Starting in the 1840s with pioneering journalist Margaret Fuller, Undaunted aims to document how women have changed American journalism. This includes, for instance, how women transformed war reporting during the second world war, when they were mostly only permitted to cover the home front. “Most were confined to the civilian story, so, once confined, they made the most of that,” said Kroeger. “They showed initiative and helped create a form, because now I think that’s become as important a part of war reporting as any other, which I don’t think was the case then. That’s a balance that’s tipped.” Kroeger went on to explain how women have also created change in news organizations, transforming how media institutions “change the way you care for the people who do the work”.
As Kroeger makes clear in the book’s preface, Undaunted is not an attempt to create a new canon so much as it wants to relate how women have managed to succeed in a field that “men have dominated in the 180 years since mass media began”. Guided by questions like “Which stories best illustrated what women were up against in their professional lives?” and “Assuming talent and hard work, how much did background, privilege, strategy, charisma, style, looks, advocacy, connections, or luck figure in their ascent?” the book focuses heavily on stories of transformation and innovation.
“My goal to make present the extent to which a women’s point of view changes institutions,” said Kroeger. “I think I make a pretty good case for how they have changed American journalism. It’s the experiences of women in the field: what they overcame, what they did, what they brought. Those would be the three goals. Not to canonize new people – although it would be great if people get their due. It’s a satellite view, not a helicopter view.”
Another thing that Undaunted demonstrates is that, while a certain number of truly gifted women were able to find a way to succeed in a maledominated field, it is only recently that the nature of journalism has changed, granting greater equality and access beyond those fortunate few. According to Kroeger, this is something that has only really come about in the past few decades, where women have become less and less of token figures or individuals relegated to certain undesirable beats, instead becoming central players in the field.
“I did an analysis of the Pulitzer prizes won every year – I’m really a nerd, you know, a super nerd,” said Kroeger. “So it takes 20 years for the first woman to win a Pulitzer prize – Anne O’Hare McCormick, 1937 – and then 14 more until Marguerite Higgins wins it for her coverage of the Korean war. Contrast that to analysis I did of the 10 best stories of the year – for 2000 to 2009, four of 10 were by women, and for the next group up to 2020, seven of the 10 were by women. How impressive is that?”

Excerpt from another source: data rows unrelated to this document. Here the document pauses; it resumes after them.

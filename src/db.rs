use std::path::{Path, PathBuf};

use rusqlite::{params, Connection, Params, Row};
use tracing::debug;

use crate::app::state::{ColumnInfo, GradeRecord, NewGrade};
use crate::error::StorageError;

pub type Result<T> = std::result::Result<T, StorageError>;

const SELECT_GRADES: &str = "SELECT id, student_name, subject, grade, date FROM grades";

/// Доступ к таблице `grades`. Хранит только путь к файлу:
/// каждая операция открывает своё соединение и закрывает его по выходу из метода.
#[derive(Debug, Clone)]
pub struct GradeStore {
    path: PathBuf,
}

impl GradeStore {
    pub fn new(path: impl Into<PathBuf>) -> Self {
        Self { path: path.into() }
    }

    pub fn path(&self) -> &Path {
        &self.path
    }

    fn connect(&self) -> Result<Connection> {
        Ok(Connection::open(&self.path)?)
    }

    pub fn ensure_schema(&self) -> Result<()> {
        let conn = self.connect()?;
        conn.execute(
            "CREATE TABLE IF NOT EXISTS grades (
                id INTEGER PRIMARY KEY,
                student_name TEXT NOT NULL,
                subject TEXT NOT NULL,
                grade INTEGER NOT NULL,
                date TEXT NOT NULL
            )",
            [],
        )?;
        Ok(())
    }

    pub fn table_info(&self) -> Result<Vec<ColumnInfo>> {
        let conn = self.connect()?;
        let mut stmt = conn.prepare("PRAGMA table_info(grades)")?;
        let columns = stmt
            .query_map([], |row| {
                Ok(ColumnInfo {
                    cid: row.get(0)?,
                    name: row.get(1)?,
                    decl_type: row.get(2)?,
                    not_null: row.get(3)?,
                    default_value: row.get(4)?,
                    primary_key: row.get(5)?,
                })
            })?
            .collect::<rusqlite::Result<Vec<_>>>()?;
        Ok(columns)
    }

    /// Возвращает id новой строки.
    pub fn insert(&self, grade: &NewGrade) -> Result<i64> {
        let conn = self.connect()?;
        conn.execute(
            "INSERT INTO grades (student_name, subject, grade, date) VALUES (?1, ?2, ?3, ?4)",
            params![grade.student_name, grade.subject, grade.grade, grade.date],
        )?;
        let id = conn.last_insert_rowid();
        debug!(id, "grade inserted");
        Ok(id)
    }

    /// Отсутствующий id не ошибка: просто ноль удалённых строк.
    pub fn delete_by_id(&self, id: i64) -> Result<usize> {
        let conn = self.connect()?;
        let deleted = conn.execute("DELETE FROM grades WHERE id = ?1", params![id])?;
        debug!(id, deleted, "grade delete");
        Ok(deleted)
    }

    pub fn list_all(&self) -> Result<Vec<GradeRecord>> {
        self.query(SELECT_GRADES, [])
    }

    /// Поиск подстроки в фамилии или предмете. Сравнение через `LIKE`,
    /// то есть без учёта регистра только для ASCII.
    pub fn find_by_text(&self, term: &str) -> Result<Vec<GradeRecord>> {
        let pattern = format!("%{}%", escape_like(term));
        self.query(
            &format!(
                "{SELECT_GRADES} WHERE student_name LIKE ?1 ESCAPE '\\' OR subject LIKE ?1 ESCAPE '\\'"
            ),
            params![pattern],
        )
    }

    /// Даты хранятся строкой `дд.мм.гггг`, поэтому диапазон строковый, а не календарный:
    /// "01.06.2024" попадает в ["01.01.2023", "31.12.2023"].
    pub fn find_by_date_range(&self, start: &str, end: &str) -> Result<Vec<GradeRecord>> {
        self.query(
            &format!("{SELECT_GRADES} WHERE date BETWEEN ?1 AND ?2"),
            params![start, end],
        )
    }

    fn query<P: Params>(&self, sql: &str, params: P) -> Result<Vec<GradeRecord>> {
        let conn = self.connect()?;
        let mut stmt = conn.prepare(sql)?;
        let records = stmt
            .query_map(params, GradeRecord::from_row)?
            .collect::<rusqlite::Result<Vec<_>>>()?;
        debug!(rows = records.len(), "grades fetched");
        Ok(records)
    }
}

impl GradeRecord {
    fn from_row(row: &Row<'_>) -> rusqlite::Result<Self> {
        Ok(GradeRecord {
            id: row.get(0)?,
            student_name: row.get(1)?,
            subject: row.get(2)?,
            grade: row.get(3)?,
            date: row.get(4)?,
        })
    }
}

fn escape_like(term: &str) -> String {
    let mut escaped = String::with_capacity(term.len());
    for c in term.chars() {
        if matches!(c, '%' | '_' | '\\') {
            escaped.push('\\');
        }
        escaped.push(c);
    }
    escaped
}

#[cfg(test)]
mod tests {
    use super::*;
    use tempfile::TempDir;

    fn store() -> (TempDir, GradeStore) {
        let dir = tempfile::tempdir().unwrap();
        let store = GradeStore::new(dir.path().join("grades.db"));
        store.ensure_schema().unwrap();
        (dir, store)
    }

    fn grade(name: &str, subject: &str, grade: i64, date: &str) -> NewGrade {
        NewGrade {
            student_name: name.to_string(),
            subject: subject.to_string(),
            grade,
            date: date.to_string(),
        }
    }

    #[test]
    fn ensure_schema_is_idempotent() {
        let (_dir, store) = store();
        store.insert(&grade("Ivanov", "Math", 5, "01.09.2024")).unwrap();
        store.ensure_schema().unwrap();
        assert_eq!(store.list_all().unwrap().len(), 1);
    }

    #[test]
    fn table_info_describes_grades_columns() {
        let (_dir, store) = store();
        let columns = store.table_info().unwrap();
        let names: Vec<&str> = columns.iter().map(|c| c.name.as_str()).collect();
        assert_eq!(names, ["id", "student_name", "subject", "grade", "date"]);
        assert!(columns[0].primary_key);
        assert!(columns[1..].iter().all(|c| c.not_null));
        assert_eq!(columns[3].decl_type, "INTEGER");
    }

    #[test]
    fn insert_then_list_returns_fields_with_fresh_id() {
        let (_dir, store) = store();
        let first = store.insert(&grade("Ivanov", "Math", 5, "01.09.2024")).unwrap();
        let second = store.insert(&grade("Petrova", "Physics", -3, "02.09.2024")).unwrap();
        assert_ne!(first, second);

        let records = store.list_all().unwrap();
        assert_eq!(
            records,
            vec![
                GradeRecord {
                    id: first,
                    student_name: "Ivanov".into(),
                    subject: "Math".into(),
                    grade: 5,
                    date: "01.09.2024".into(),
                },
                GradeRecord {
                    id: second,
                    student_name: "Petrova".into(),
                    subject: "Physics".into(),
                    grade: -3,
                    date: "02.09.2024".into(),
                },
            ]
        );
    }

    #[test]
    fn delete_twice_is_silent_and_idempotent() {
        let (_dir, store) = store();
        let keep = store.insert(&grade("Ivanov", "Math", 5, "01.09.2024")).unwrap();
        let gone = store.insert(&grade("Sidorov", "Art", 4, "03.09.2024")).unwrap();

        assert_eq!(store.delete_by_id(gone).unwrap(), 1);
        let after_first = store.list_all().unwrap();
        assert_eq!(store.delete_by_id(gone).unwrap(), 0);
        assert_eq!(store.list_all().unwrap(), after_first);
        assert_eq!(after_first.len(), 1);
        assert_eq!(after_first[0].id, keep);
    }

    #[test]
    fn text_search_matches_name_or_subject() {
        let (_dir, store) = store();
        store.insert(&grade("Ivanov", "Math", 5, "01.09.2024")).unwrap();
        store.insert(&grade("Petrova", "History", 4, "01.09.2024")).unwrap();
        store.insert(&grade("Smith", "Mathematics", 3, "01.09.2024")).unwrap();

        assert_eq!(store.find_by_text("").unwrap().len(), 3);

        let math: Vec<String> = store
            .find_by_text("Math")
            .unwrap()
            .into_iter()
            .map(|r| r.student_name)
            .collect();
        assert_eq!(math, ["Ivanov", "Smith"]);

        let ivan = store.find_by_text("ivan").unwrap();
        assert_eq!(ivan.len(), 1);
        assert_eq!(ivan[0].student_name, "Ivanov");

        assert!(store.find_by_text("Chemistry").unwrap().is_empty());
    }

    #[test]
    fn text_search_treats_wildcards_literally() {
        let (_dir, store) = store();
        store.insert(&grade("Ivanov", "Math", 5, "01.09.2024")).unwrap();
        store.insert(&grade("O_Neil", "100% Art", 5, "01.09.2024")).unwrap();

        let percent = store.find_by_text("%").unwrap();
        assert_eq!(percent.len(), 1);
        assert_eq!(percent[0].subject, "100% Art");
        assert_eq!(store.find_by_text("_").unwrap().len(), 1);
        assert!(store.find_by_text("I_anov").unwrap().is_empty());

        store.insert(&grade("Back\\slash", "Art", 4, "01.09.2024")).unwrap();
        let slash = store.find_by_text("k\\s").unwrap();
        assert_eq!(slash.len(), 1);
        assert_eq!(slash[0].student_name, "Back\\slash");
        assert!(store.find_by_text("\\%").unwrap().is_empty());
    }

    #[test]
    fn date_range_is_lexicographic_not_calendar() {
        let (_dir, store) = store();
        store.insert(&grade("Ivanov", "Math", 5, "28.12.2023")).unwrap();
        store.insert(&grade("Ivanov", "Math", 4, "03.01.2024")).unwrap();
        store.insert(&grade("Petrova", "Art", 3, "01.06.2024")).unwrap();

        // Календарно 28.12.2023 и 03.01.2024 внутри, но строка начала больше строки конца.
        assert!(store.find_by_date_range("25.12.2023", "05.01.2024").unwrap().is_empty());

        let in_2023: Vec<String> = store
            .find_by_date_range("01.01.2023", "31.12.2023")
            .unwrap()
            .into_iter()
            .map(|r| r.date)
            .collect();
        assert_eq!(in_2023, ["28.12.2023", "03.01.2024", "01.06.2024"]);

        let exact = store.find_by_date_range("03.01.2024", "03.01.2024").unwrap();
        assert_eq!(exact.len(), 1);
        assert_eq!(exact[0].grade, 4);
    }

    #[test]
    fn missing_database_directory_is_a_storage_error() {
        let dir = tempfile::tempdir().unwrap();
        let store = GradeStore::new(dir.path().join("missing").join("grades.db"));
        assert!(matches!(store.list_all(), Err(StorageError::Sqlite(_))));
    }
}
use iced_aw::date_picker::Date;

pub fn is_non_empty(text: &str) -> bool {
    !text.trim().is_empty()
}

/// Только цифры 0-9, без знака: отрицательную оценку через форму не ввести.
pub fn is_integer(text: &str) -> bool {
    !text.is_empty() && text.chars().all(|c| c.is_ascii_digit())
}

/// Формат `дд.мм.гггг`: три целых части через точку, месяц 1..=12, день 1..=31.
/// Количество дней в месяце не проверяется, "31.02.2024" считается корректной датой.
pub fn is_valid_date(text: &str) -> bool {
    let parts: Vec<&str> = text.split('.').collect();
    let [day, month, year] = parts.as_slice() else {
        return false;
    };
    if !is_int_literal(year) {
        return false;
    }
    match (parse_part(day), parse_part(month)) {
        (Some(day), Some(month)) => (1..=12).contains(&month) && (1..=31).contains(&day),
        _ => false,
    }
}

/// Дата для календаря. Строже `is_valid_date`: "31.02.2024" здесь None,
/// потому что такой день в календаре не выбрать.
pub fn parse_date(text: &str) -> Option<Date> {
    if !is_valid_date(text) {
        return None;
    }
    let mut parts = text.split('.').map(str::trim);
    let day: u32 = parts.next()?.parse().ok()?;
    let month: u32 = parts.next()?.parse().ok()?;
    let year: i32 = parts.next()?.parse().ok()?;
    if !(1..=9999).contains(&year) || day > days_in_month(year, month) {
        return None;
    }
    Some(Date::from_ymd(year, month, day))
}

fn days_in_month(year: i32, month: u32) -> u32 {
    match month {
        2 if year % 4 == 0 && (year % 100 != 0 || year % 400 == 0) => 29,
        2 => 28,
        4 | 6 | 9 | 11 => 30,
        _ => 31,
    }
}

pub fn format_date(date: &Date) -> String {
    format!("{:02}.{:02}.{:04}", date.day, date.month, date.year)
}

// Целое с необязательным знаком и пробелами по краям, как " +07".
fn is_int_literal(part: &str) -> bool {
    let part = part.trim();
    let digits = part.strip_prefix(['+', '-']).unwrap_or(part);
    is_integer(digits)
}

// Слишком длинные числа всё равно вне диапазона дня и месяца, поэтому None.
fn parse_part(part: &str) -> Option<i64> {
    if !is_int_literal(part) {
        return None;
    }
    part.trim().parse().ok()
}

#[cfg(test)]
mod tests {
    use super::*;

    #[test]
    fn non_empty_requires_a_visible_character() {
        assert!(is_non_empty("Ivanov"));
        assert!(is_non_empty("  x "));
        assert!(!is_non_empty(""));
        assert!(!is_non_empty("   "));
        assert!(!is_non_empty("\t\n"));
    }

    #[test]
    fn integer_is_digits_only() {
        assert!(is_integer("5"));
        assert!(is_integer("007"));
        assert!(is_integer("99999999999999999999999"));
        assert!(!is_integer(""));
        assert!(!is_integer("-5"));
        assert!(!is_integer("+5"));
        assert!(!is_integer("4.5"));
        assert!(!is_integer(" 5"));
        assert!(!is_integer("five"));
    }

    #[test]
    fn date_accepts_any_day_up_to_31() {
        assert!(is_valid_date("01.09.2024"));
        assert!(is_valid_date("31.02.2024"));
        assert!(is_valid_date("31.12.1999"));
        assert!(is_valid_date("1.1.1"));
        assert!(is_valid_date(" 5.+3.2024"));
    }

    #[test]
    fn date_rejects_out_of_range_parts() {
        assert!(!is_valid_date("00.01.2024"));
        assert!(!is_valid_date("32.01.2024"));
        assert!(!is_valid_date("10.13.2024"));
        assert!(!is_valid_date("10.0.2024"));
        assert!(!is_valid_date("-1.01.2024"));
        assert!(!is_valid_date("99999999999999999999.01.2024"));
    }

    #[test]
    fn date_rejects_malformed_text() {
        assert!(!is_valid_date(""));
        assert!(!is_valid_date("01/09/2024"));
        assert!(!is_valid_date("2024-09-01"));
        assert!(!is_valid_date("01.09"));
        assert!(!is_valid_date("01.09.2024.1"));
        assert!(!is_valid_date("aa.09.2024"));
        assert!(!is_valid_date("01.09.20x4"));
        assert!(!is_valid_date("01..2024"));
    }

    #[test]
    fn parse_date_only_accepts_real_calendar_days() {
        let parsed = |text: &str| parse_date(text).map(|d| (d.year, d.month, d.day));
        assert_eq!(parsed("07.03.2024"), Some((2024, 3, 7)));
        assert_eq!(parsed(" 7.+3.2024"), Some((2024, 3, 7)));
        assert_eq!(parsed("29.02.2024"), Some((2024, 2, 29)));
        assert_eq!(parsed("29.02.2023"), None);
        assert_eq!(parsed("31.02.2024"), None);
        assert_eq!(parsed("31.04.2024"), None);
        assert_eq!(parsed("01.01.0"), None);
        assert_eq!(parsed("01/01/2024"), None);
    }

    #[test]
    fn format_date_pads_day_and_month() {
        let date = Date::from_ymd(2024, 9, 1);
        assert_eq!(format_date(&date), "01.09.2024");
        assert!(is_valid_date(&format_date(&date)));
    }
}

In addition to getting into major transformation in the field of journalism, Undaunted is also a delight for the many personal stories it relates. Kroeger shared how one theme she discovered was that “women are flowering after 40, which I loved about this book!” She was also impressed by the degree to which women were able to make the most of their people skills to succeed despite incredible amounts of bias and sexism. “People like Margaret Fuller, and so many of these women, are master networkers. I feel like that’s really great career advice. I mean, who gets to do that in 1840?!”
Ultimately, Kroeger told me she’s inspired by her own female journalism students, whom she believes represent incredible new talent that will continue to transform journalism in coming decades. And she’s also mindful that the nature of journalism is that it’s mostly meant to disappear – meaning that maybe one of those students will eventually succeed her in writing the next chapter of the story. “Journalism is ephemera, we are meant to disappear, it’s OK, that’s the nature of the work. You can’t feel bad about that, because it’s all about the work today. When someone survives that, it’s really extraordinary.”